- [TASK INSTRUCTIONS]: Within the data below, count the lines that include the word "Structural". Provide the number and nothing further.
--
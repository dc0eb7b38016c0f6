use stalink_swe::CodecError;
use thiserror::Error;

use crate::model::EntityType;

/// Broad classification of an [`Error`].
#[derive(Debug, Clone, Copy, PartialEq, Eq, strum::Display)]
#[strum(serialize_all = "lowercase")]
pub enum ErrorKind {
    /// Local misuse detected before any network traffic.
    Structural,
    /// Transport, encoding or protocol failure.
    Service,
    /// The server answered with a non-2xx status.
    Status,
    /// A polymorphic SWE payload could not be resolved.
    Decode,
}

/// Top-level error type for the `stalink-api` crate.
#[derive(Debug, Error)]
pub enum Error {
    // ── Structural ──────────────────────────────────────────────────
    /// `child` is not reachable from `parent` with the required cardinality.
    #[error("{child} is not a {cardinality} relation of {parent}")]
    NotRelated {
        parent: EntityType,
        child: EntityType,
        cardinality: &'static str,
    },

    /// A `$select` or `$expand` names a property the type does not declare.
    #[error(
        "use of unknown property '{property}' in $select. Allowed properties for type {entity_type}: {}",
        .allowed.join(", ")
    )]
    UnknownProperty {
        entity_type: EntityType,
        property: String,
        allowed: Vec<&'static str>,
    },

    /// A path segment or relation name matches no known entity type.
    #[error("unknown entity type or relation '{0}'")]
    UnknownRelation(String),

    /// The operation needs an entity id, but none is set.
    #[error("{0} has no id")]
    MissingId(EntityType),

    /// The entity failed its create-time validation.
    #[error("invalid {entity_type}: {message}")]
    Validation {
        entity_type: EntityType,
        message: String,
    },

    /// Navigation on an entity that was never attached to a service.
    #[error("{0} is not attached to a service")]
    NotAttached(EntityType),

    // ── Service ─────────────────────────────────────────────────────
    /// HTTP transport error (connection refused, DNS failure, etc.)
    #[error("HTTP transport error: {0}")]
    Transport(#[from] reqwest::Error),

    /// URL parsing error.
    #[error("Invalid URL: {0}")]
    InvalidUrl(#[from] url::ParseError),

    /// The service endpoint cannot be used as a base URL.
    #[error("Invalid endpoint '{0}'")]
    InvalidEndpoint(String),

    /// TLS setup or HTTP client construction failed.
    #[error("TLS error: {0}")]
    Tls(String),

    /// Encoding an entity to JSON failed.
    #[error("Serialization error: {0}")]
    Serialization(#[source] serde_json::Error),

    /// JSON deserialization failed, with the raw body for debugging.
    #[error("Deserialization error: {message}")]
    Deserialization { message: String, body: String },

    /// A create succeeded but the response carried no usable `Location`.
    #[error("Server did not return a Location header for {url}")]
    MissingLocation { url: String },

    /// MQTT client request could not be queued.
    #[error("MQTT error: {0}")]
    Mqtt(#[from] rumqttc::ClientError),

    /// A subscription or publish was attempted without an MQTT transport.
    #[error("MQTT is not configured for this service")]
    MqttNotConfigured,

    /// The MQTT client could not be started.
    #[error("MQTT setup failed: {0}")]
    MqttSetup(String),

    // ── Status ──────────────────────────────────────────────────────
    /// 401 or 403.
    #[error("Not authorized (HTTP {status} {status_text}) for {url}")]
    NotAuthorized {
        url: String,
        status: u16,
        status_text: String,
        body: String,
    },

    /// 404.
    #[error("Not found ({status_text}) for {url}")]
    NotFound {
        url: String,
        status_text: String,
        body: String,
    },

    /// Any other non-2xx status.
    #[error("HTTP {status} {status_text} for {url}: {body}")]
    Status {
        url: String,
        status: u16,
        status_text: String,
        body: String,
    },

    // ── Decode ──────────────────────────────────────────────────────
    #[error(transparent)]
    Codec(#[from] CodecError),
}

impl Error {
    pub fn kind(&self) -> ErrorKind {
        match self {
            Self::NotRelated { .. }
            | Self::UnknownProperty { .. }
            | Self::UnknownRelation(_)
            | Self::MissingId(_)
            | Self::Validation { .. }
            | Self::NotAttached(_) => ErrorKind::Structural,
            Self::NotAuthorized { .. } | Self::NotFound { .. } | Self::Status { .. } => {
                ErrorKind::Status
            }
            Self::Codec(_) => ErrorKind::Decode,
            Self::Transport(_)
            | Self::InvalidUrl(_)
            | Self::InvalidEndpoint(_)
            | Self::Tls(_)
            | Self::Serialization(_)
            | Self::Deserialization { .. }
            | Self::MissingLocation { .. }
            | Self::Mqtt(_)
            | Self::MqttNotConfigured
            | Self::MqttSetup(_) => ErrorKind::Service,
        }
    }

    /// Returns `true` if this is a "not found" error.
    pub fn is_not_found(&self) -> bool {
        match self {
            Self::NotFound { .. } => true,
            Self::Transport(e) => e.status() == Some(reqwest::StatusCode::NOT_FOUND),
            _ => false,
        }
    }

    /// Returns `true` for 401 and 403 responses.
    pub fn is_unauthorized(&self) -> bool {
        matches!(self, Self::NotAuthorized { .. })
    }

    /// HTTP status of a status-code failure.
    pub fn status(&self) -> Option<u16> {
        match self {
            Self::NotAuthorized { status, .. } | Self::Status { status, .. } => Some(*status),
            Self::NotFound { .. } => Some(404),
            _ => None,
        }
    }

    /// Request URL of a status-code failure.
    pub fn url(&self) -> Option<&str> {
        match self {
            Self::NotAuthorized { url, .. }
            | Self::NotFound { url, .. }
            | Self::Status { url, .. }
            | Self::MissingLocation { url } => Some(url),
            _ => None,
        }
    }

    /// Response body of a status-code failure.
    pub fn body(&self) -> Option<&str> {
        match self {
            Self::NotAuthorized { body, .. }
            | Self::NotFound { body, .. }
            | Self::Status { body, .. }
            | Self::Deserialization { body, .. } => Some(body),
            _ => None,
        }
    }
}

#[cfg(test)]
mod tests {
    use super::*;

    #[test]
    fn unknown_property_enumerates_allowed_names() {
        let err = Error::UnknownProperty {
            entity_type: EntityType::Thing,
            property: "colour".into(),
            allowed: vec!["name", "description", "properties"],
        };
        assert_eq!(
            err.to_string(),
            "use of unknown property 'colour' in $select. \
             Allowed properties for type Thing: name, description, properties"
        );
        assert_eq!(err.kind(), ErrorKind::Structural);
    }

    #[test]
    fn status_helpers() {
        let err = Error::NotFound {
            url: "http://example.org/v1.1/Things(9)".into(),
            status_text: "Not Found".into(),
            body: String::new(),
        };
        assert!(err.is_not_found());
        assert_eq!(err.status(), Some(404));
        assert_eq!(err.url(), Some("http://example.org/v1.1/Things(9)"));
        assert_eq!(err.kind(), ErrorKind::Status);

        let err = Error::Status {
            url: "u".into(),
            status: 503,
            status_text: "Service Unavailable".into(),
            body: String::new(),
        };
        assert_eq!(err.status(), Some(503));
        assert!(!err.is_unauthorized());
    }
}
--
- [RESPONSE AREA]: 4